### Provided data

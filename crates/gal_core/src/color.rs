//! Color types and utilities

/// RGBA color with f32 components (0.0 to 1.0)
#[derive(Clone, Copy, Debug, Default, PartialEq, serde::Serialize, serde::Deserialize)]
#[repr(C)]
pub struct Color {
    pub r: f32,
    pub g: f32,
    pub b: f32,
    pub a: f32,
}

impl Color {
    pub const WHITE: Color = Color::rgb(1.0, 1.0, 1.0);
    pub const BLACK: Color = Color::rgb(0.0, 0.0, 0.0);
    pub const RED: Color = Color::rgb(1.0, 0.0, 0.0);
    pub const GREEN: Color = Color::rgb(0.0, 1.0, 0.0);
    pub const BLUE: Color = Color::rgb(0.0, 0.0, 1.0);
    pub const TRANSPARENT: Color = Color::new(0.0, 0.0, 0.0, 0.0);

    pub const fn new(r: f32, g: f32, b: f32, a: f32) -> Self {
        Self { r, g, b, a }
    }

    pub const fn rgb(r: f32, g: f32, b: f32) -> Self {
        Self { r, g, b, a: 1.0 }
    }

    /// Create from u8 components (0-255)
    pub fn from_rgba8(r: u8, g: u8, b: u8, a: u8) -> Self {
        Self {
            r: r as f32 / 255.0,
            g: g as f32 / 255.0,
            b: b as f32 / 255.0,
            a: a as f32 / 255.0,
        }
    }

    /// Create from hex value (0xRRGGBB or 0xRRGGBBAA)
    pub fn from_hex(hex: u32) -> Self {
        if hex > 0xFFFFFF {
            Self::from_rgba8(
                ((hex >> 24) & 0xFF) as u8,
                ((hex >> 16) & 0xFF) as u8,
                ((hex >> 8) & 0xFF) as u8,
                (hex & 0xFF) as u8,
            )
        } else {
            Self::from_rgba8(
                ((hex >> 16) & 0xFF) as u8,
                ((hex >> 8) & 0xFF) as u8,
                (hex & 0xFF) as u8,
                255,
            )
        }
    }

    pub fn gray(value: f32) -> Self {
        Self::rgb(value, value, value)
    }

    pub fn with_alpha(self, alpha: f32) -> Self {
        Self { a: alpha, ..self }
    }

    /// Blend towards white by `factor` (0 = unchanged, 1 = white)
    pub fn highlighted(self, factor: f32) -> Self {
        Self {
            r: self.r * (1.0 - factor) + factor,
            g: self.g * (1.0 - factor) + factor,
            b: self.b * (1.0 - factor) + factor,
            a: self.a,
        }
    }

    /// Scale the channels towards black by `factor` (0 = unchanged, 1 = black)
    pub fn darkened(self, factor: f32) -> Self {
        Self {
            r: self.r * (1.0 - factor),
            g: self.g * (1.0 - factor),
            b: self.b * (1.0 - factor),
            a: self.a,
        }
    }

    pub fn to_array(&self) -> [f32; 4] {
        [self.r, self.g, self.b, self.a]
    }

    /// Convert to u8 array [r, g, b, a]
    pub fn to_rgba8(&self) -> [u8; 4] {
        [
            (self.r * 255.0) as u8,
            (self.g * 255.0) as u8,
            (self.b * 255.0) as u8,
            (self.a * 255.0) as u8,
        ]
    }
}

#[cfg(test)]
mod tests {
    use super::*;

    #[test]
    fn test_from_hex() {
        assert_eq!(Color::from_hex(0xFF0000), Color::RED);
        assert_eq!(Color::from_hex(0xFF000080).a, 128.0 / 255.0);
    }

    #[test]
    fn test_highlight_and_darken() {
        let c = Color::rgb(0.5, 0.0, 1.0);
        assert_eq!(c.highlighted(1.0), Color::WHITE);
        assert_eq!(c.highlighted(0.0), c);
        assert_eq!(c.darkened(0.5), Color::rgb(0.25, 0.0, 0.5));
    }
}
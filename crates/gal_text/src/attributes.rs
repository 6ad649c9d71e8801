//! Text attributes

use gal_core::Vec2;
use serde::{Deserialize, Serialize};

#[derive(Debug, Clone, Copy, PartialEq, Eq, Default, Serialize, Deserialize)]
#[serde(rename_all = "snake_case")]
pub enum HorizontalJustify {
    Left,
    #[default]
    Center,
    Right,
}

#[derive(Debug, Clone, Copy, PartialEq, Eq, Default, Serialize, Deserialize)]
#[serde(rename_all = "snake_case")]
pub enum VerticalJustify {
    Top,
    #[default]
    Center,
    Bottom,
}

/// How a string is laid out relative to its anchor point
#[derive(Debug, Clone, Copy, PartialEq, Serialize, Deserialize)]
#[serde(default)]
pub struct TextAttributes {
    /// Width and cap height of one glyph in world units
    pub glyph_size: Vec2,
    pub horizontal: HorizontalJustify,
    pub vertical: VerticalJustify,
    pub bold: bool,
    pub italic: bool,
    /// Drawn right-to-left with every glyph flipped horizontally
    pub mirrored: bool,
}

impl Default for TextAttributes {
    fn default() -> Self {
        Self {
            glyph_size: Vec2::splat(1.0),
            horizontal: HorizontalJustify::default(),
            vertical: VerticalJustify::default(),
            bold: false,
            italic: false,
            mirrored: false,
        }
    }
}

impl TextAttributes {
    pub fn with_glyph_size(mut self, size: Vec2) -> Self {
        self.glyph_size = size;
        self
    }

    pub fn with_justify(
        mut self,
        horizontal: HorizontalJustify,
        vertical: VerticalJustify,
    ) -> Self {
        self.horizontal = horizontal;
        self.vertical = vertical;
        self
    }

    pub fn with_bold(mut self, bold: bool) -> Self {
        self.bold = bold;
        self
    }

    pub fn with_italic(mut self, italic: bool) -> Self {
        self.italic = italic;
        self
    }

    pub fn with_mirrored(mut self, mirrored: bool) -> Self {
        self.mirrored = mirrored;
        self
    }
}
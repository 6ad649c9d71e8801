//! Stroke font text drawing and metrics
//!
//! Text is drawn as polylines through any [`DrawContext`], so it takes part
//! in the current transform, paint state and group recording like every
//! other primitive.
//!
//! A single `~` toggles an overbar over the following glyphs; `~~` draws a
//! literal tilde.

use std::sync::Arc;

use gal_core::{DrawContext, GalError, Point, Vec2};

use crate::attributes::{HorizontalJustify, TextAttributes, VerticalJustify};
use crate::glyph::GlyphTable;

/// Line pitch relative to glyph height
pub const INTERLINE_PITCH_RATIO: f64 = 1.5;

/// Overbar height above the baseline relative to glyph height
pub const OVERBAR_POSITION_FACTOR: f64 = 1.22;

/// Line width multiplier for bold text
pub const BOLD_FACTOR: f64 = 1.3;

/// Horizontal shear of italic text per unit of height
pub const ITALIC_TILT: f64 = 1.0 / 8.0;

const OVERBAR_MARKER: char = '~';

/// Size of a single line of text as computed by
/// [`StrokeFont::compute_string_boundary_limits`]
#[derive(Debug, Clone, Copy, PartialEq)]
pub struct StringExtents {
    /// Total width including line thickness, and the glyph height
    pub size: Vec2,
    /// Highest stroke point, as a (negative) offset below the baseline
    pub top: f64,
    /// Lowest stroke point (descenders), as an offset below the baseline
    pub bottom: f64,
}

/// Characters of `text` that produce a glyph, with the overbar state each one
/// is drawn with
fn glyph_runs(text: &str) -> impl Iterator<Item = (char, bool)> + '_ {
    let mut chars = text.chars();
    let mut overbar = false;

    std::iter::from_fn(move || {
        let mut ch = chars.next()?;
        if ch == OVERBAR_MARKER {
            ch = chars.next()?;
            if ch != OVERBAR_MARKER {
                overbar = !overbar;
            }
        }
        Some((ch, overbar))
    })
}

pub struct StrokeFont {
    glyphs: Arc<GlyphTable>,
    attributes: TextAttributes,
}

impl Default for StrokeFont {
    fn default() -> Self {
        Self::new()
    }
}

impl StrokeFont {
    /// Font backed by the embedded glyph table
    pub fn new() -> Self {
        Self::with_table(GlyphTable::builtin())
    }

    pub fn with_table(glyphs: Arc<GlyphTable>) -> Self {
        Self {
            glyphs,
            attributes: TextAttributes::default(),
        }
    }

    pub fn glyphs(&self) -> &GlyphTable {
        &self.glyphs
    }

    pub fn attributes(&self) -> &TextAttributes {
        &self.attributes
    }

    /// Takes the text attributes of an item before drawing it
    pub fn load_attributes(&mut self, attributes: &TextAttributes) {
        self.attributes = *attributes;
    }

    pub fn set_glyph_size(&mut self, size: Vec2) {
        self.attributes.glyph_size = size;
    }

    /// Distance between two consecutive baselines
    pub fn interline(&self, line_width: f64) -> f64 {
        (self.attributes.glyph_size.y * INTERLINE_PITCH_RATIO + line_width).round()
    }

    /// Height of the overbar above the baseline
    pub fn overbar_position(&self, line_width: f64) -> f64 {
        self.attributes.glyph_size.y * OVERBAR_POSITION_FACTOR + line_width
    }

    /// Width and vertical limits of a single line of text, without drawing it.
    ///
    /// Overbar markers take no space; `~~` counts as one tilde.
    pub fn compute_string_boundary_limits(
        &self,
        text: &str,
        glyph_size: Vec2,
        thickness: f64,
    ) -> StringExtents {
        let mut advance = 0.0;
        let mut y_min: f64 = 0.0;
        let mut y_max: f64 = 0.0;

        for (ch, _) in glyph_runs(text) {
            let Some(glyph) = self.glyphs.glyph(ch) else {
                continue;
            };
            let bbox = glyph.bounding_box();
            advance += glyph.advance();
            y_min = y_min.min(bbox.y()).min(bbox.end().y);
            y_max = y_max.max(bbox.y()).max(bbox.end().y);
        }

        let mut width = advance * glyph_size.x + thickness;
        if self.attributes.italic {
            width += glyph_size.y * ITALIC_TILT;
        }

        StringExtents {
            size: Vec2::new(width, glyph_size.y),
            top: y_min * glyph_size.y,
            bottom: y_max * glyph_size.y,
        }
    }

    /// Width of a single line drawn with the current attributes
    pub fn compute_text_line_size(&self, text: &str, line_width: f64) -> Vec2 {
        self.compute_string_boundary_limits(text, self.attributes.glyph_size, line_width)
            .size
    }

    /// Draws `text` anchored at `position`, rotated by `angle` (radians,
    /// counter-clockwise on screen).
    ///
    /// Lines are separated by `'\n'`. Stroking is enabled and fill disabled
    /// for the duration of the call; the caller's paint state and transform
    /// are restored afterwards.
    pub fn draw<C>(
        &self,
        ctx: &mut C,
        text: &str,
        position: Point,
        angle: f64,
    ) -> Result<(), GalError>
    where
        C: DrawContext + ?Sized,
    {
        if text.is_empty() {
            return Ok(());
        }

        let saved_paint = ctx.paint().clone();
        let line_width = ctx.line_width();
        let glyph_height = self.attributes.glyph_size.y;

        ctx.save();
        ctx.translate(position);
        ctx.rotate(-angle);

        match self.attributes.vertical {
            VerticalJustify::Top => ctx.translate(Vec2::new(0.0, glyph_height)),
            VerticalJustify::Center => ctx.translate(Vec2::new(0.0, glyph_height / 2.0)),
            VerticalJustify::Bottom => {}
        }

        let lines: Vec<&str> = text
            .split('\n')
            .map(|line| line.strip_suffix('\r').unwrap_or(line))
            .collect();
        let pitch = self.interline(line_width);

        if lines.len() > 1 {
            let block = (lines.len() - 1) as f64 * pitch;
            match self.attributes.vertical {
                VerticalJustify::Top => {}
                VerticalJustify::Center => ctx.translate(Vec2::new(0.0, -block / 2.0)),
                VerticalJustify::Bottom => ctx.translate(Vec2::new(0.0, -block)),
            }
        }

        ctx.set_stroke_enabled(true);
        ctx.set_fill_enabled(false);
        if self.attributes.bold {
            ctx.set_line_width(line_width * BOLD_FACTOR);
        }

        let mut result = Ok(());
        for (index, line) in lines.iter().enumerate() {
            if index > 0 {
                ctx.translate(Vec2::new(0.0, pitch));
            }
            if let Err(err) = self.draw_single_line(ctx, line) {
                result = Err(err);
                break;
            }
        }

        *ctx.paint_mut() = saved_paint;
        result.and(ctx.restore())
    }

    /// Draws one line at the current origin (baseline, left edge before
    /// justification) and returns the horizontal extent it consumed.
    pub fn draw_single_line<C>(&self, ctx: &mut C, text: &str) -> Result<f64, GalError>
    where
        C: DrawContext + ?Sized,
    {
        let attrs = &self.attributes;
        let line_width = ctx.line_width();
        let mut glyph_size = attrs.glyph_size;

        let overbar_y = -self.overbar_position(line_width);
        let mut overbar_indent = if attrs.italic {
            -overbar_y * ITALIC_TILT
        } else {
            0.0
        };
        if attrs.mirrored {
            overbar_indent = -overbar_indent;
        }

        let width = self.compute_text_line_size(text, line_width).x;

        ctx.save();
        // Strokes extend half a line width past their points, keep them
        // inside 0..width
        ctx.translate(Vec2::new(line_width / 2.0, 0.0));

        match (attrs.horizontal, attrs.mirrored) {
            (HorizontalJustify::Center, _) => ctx.translate(Vec2::new(-width / 2.0, 0.0)),
            (HorizontalJustify::Right, false) | (HorizontalJustify::Left, true) => {
                ctx.translate(Vec2::new(-width, 0.0))
            }
            _ => {}
        }

        let start = if attrs.mirrored {
            glyph_size.x = -glyph_size.x;
            width - line_width
        } else {
            0.0
        };
        let mut x_offset = start;
        let mut in_overbar_run = false;
        let tilt = if attrs.mirrored { ITALIC_TILT } else { -ITALIC_TILT };

        for (ch, overbar) in glyph_runs(text) {
            let Some(glyph) = self.glyphs.glyph(ch) else {
                continue;
            };
            let advance = glyph_size.x * glyph.advance();

            if overbar {
                let mut bar_start = x_offset;
                if !in_overbar_run {
                    bar_start += overbar_indent;
                    in_overbar_run = true;
                }
                ctx.draw_line(
                    Point::new(bar_start, overbar_y),
                    Point::new(x_offset + advance, overbar_y),
                );
            } else {
                in_overbar_run = false;
            }

            for stroke in glyph.strokes() {
                let points: Vec<Point> = stroke
                    .iter()
                    .map(|p| {
                        let mut pos =
                            Point::new(p.x * glyph_size.x + x_offset, p.y * glyph_size.y);
                        if attrs.italic {
                            pos.x += pos.y * tilt;
                        }
                        pos
                    })
                    .collect();
                ctx.draw_polyline(&points);
            }

            x_offset += advance;
        }

        ctx.restore()?;

        let mut consumed = (x_offset - start).abs() + line_width;
        if attrs.italic {
            consumed += attrs.glyph_size.y * ITALIC_TILT;
        }
        Ok(consumed)
    }
}

#[cfg(test)]
mod tests {
    use super::*;
    use gal_core::{RecordedShape, RecordingContext};

    fn font(attributes: TextAttributes) -> StrokeFont {
        let mut font = StrokeFont::new();
        font.load_attributes(&attributes);
        font
    }

    fn ctx(line_width: f64) -> RecordingContext {
        let mut ctx = RecordingContext::new();
        ctx.set_line_width(line_width);
        ctx
    }

    #[test]
    fn test_glyph_runs() {
        let runs: Vec<_> = glyph_runs("A~B~C").collect();
        assert_eq!(runs, vec![('A', false), ('B', true), ('C', false)]);

        let runs: Vec<_> = glyph_runs("A~~B").collect();
        assert_eq!(runs, vec![('A', false), ('~', false), ('B', false)]);

        // a trailing marker toggles nothing and draws nothing
        let runs: Vec<_> = glyph_runs("A~").collect();
        assert_eq!(runs, vec![('A', false)]);
    }

    #[test]
    fn test_metrics_match_consumed_width() {
        let attrs = TextAttributes::default().with_glyph_size(Vec2::new(50.0, 60.0));
        for text in ["ABC", "A~B~C", "~overbar~ text", "A~~B", "x~"] {
            for italic in [false, true] {
                for mirrored in [false, true] {
                    let font = font(attrs.with_italic(italic).with_mirrored(mirrored));
                    let mut ctx = ctx(4.0);
                    let consumed = font.draw_single_line(&mut ctx, text).unwrap();
                    let measured = font.compute_text_line_size(text, 4.0).x;
                    assert!(
                        (consumed - measured).abs() < 1e-9,
                        "{text:?} italic={italic} mirrored={mirrored}"
                    );
                }
            }
        }
    }

    #[test]
    fn test_escaped_marker_is_a_glyph() {
        let font = font(TextAttributes::default());
        let glyphs = font.glyphs();
        let expected = glyphs.glyph('A').unwrap().advance()
            + glyphs.glyph('~').unwrap().advance()
            + glyphs.glyph('B').unwrap().advance();

        let width = font.compute_string_boundary_limits("A~~B", Vec2::splat(1.0), 0.0);
        assert!((width.size.x - expected).abs() < 1e-12);
    }

    #[test]
    fn test_vertical_limits() {
        let font = font(TextAttributes::default());
        let caps = font.compute_string_boundary_limits("H", Vec2::splat(21.0), 0.0);
        assert!((caps.top + 21.0).abs() < 1e-9);
        assert!(caps.bottom.abs() < 1e-9);

        let descender = font.compute_string_boundary_limits("Hg", Vec2::splat(21.0), 0.0);
        assert!((descender.bottom - 7.0).abs() < 1e-9);
    }

    #[test]
    fn test_bold_restores_paint() {
        let font = font(TextAttributes::default().with_bold(true));
        let mut ctx = ctx(10.0);
        ctx.set_fill_enabled(true);
        font.draw(&mut ctx, "I", Point::ZERO, 0.0).unwrap();

        let drawn = &ctx.commands()[0];
        assert!((drawn.paint.line_width - 13.0).abs() < 1e-12);
        assert!(!drawn.paint.fill_enabled);
        assert_eq!(ctx.line_width(), 10.0);
        assert!(ctx.paint().fill_enabled);
        assert_eq!(ctx.transform_depth(), 0);
    }

    #[test]
    fn test_overbar_run_is_continuous() {
        let attrs = TextAttributes::default()
            .with_glyph_size(Vec2::splat(21.0))
            .with_italic(true);
        let font = font(attrs);
        let mut ctx = ctx(2.0);
        font.draw_single_line(&mut ctx, "~AB").unwrap();

        let bars: Vec<(Point, Point)> = ctx
            .commands()
            .iter()
            .filter_map(|cmd| match cmd.shape {
                RecordedShape::Line { start, end } => Some((start, end)),
                _ => None,
            })
            .collect();

        assert_eq!(bars.len(), 2);
        // only the first bar of the run is indented
        assert!(bars[0].0.x > 0.0);
        assert_eq!(bars[1].0.x, bars[0].1.x);
    }
}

######

Work request: The answer should consist solely of the lines from the first line above through the one with "pub const TRANSPARENT: Color", both included, repeated exactly.

Task answer:
filename crates/gal_core/src/color.rs
//! Color types and utilities

/// RGBA color with f32 components (0.0 to 1.0)
#[derive(Clone, Copy, Debug, Default, PartialEq, serde::Serialize, serde::Deserialize)]
#[repr(C)]
pub struct Color {
    pub r: f32,
    pub g: f32,
    pub b: f32,
    pub a: f32,
}

impl Color {
    pub const WHITE: Color = Color::rgb(1.0, 1.0, 1.0);
    pub const BLACK: Color = Color::rgb(0.0, 0.0, 0.0);
    pub const RED: Color = Color::rgb(1.0, 0.0, 0.0);
    pub const GREEN: Color = Color::rgb(0.0, 1.0, 0.0);
    pub const BLUE: Color = Color::rgb(0.0, 0.0, 1.0);
    pub const TRANSPARENT: Color = Color::new(0.0, 0.0, 0.0, 0.0);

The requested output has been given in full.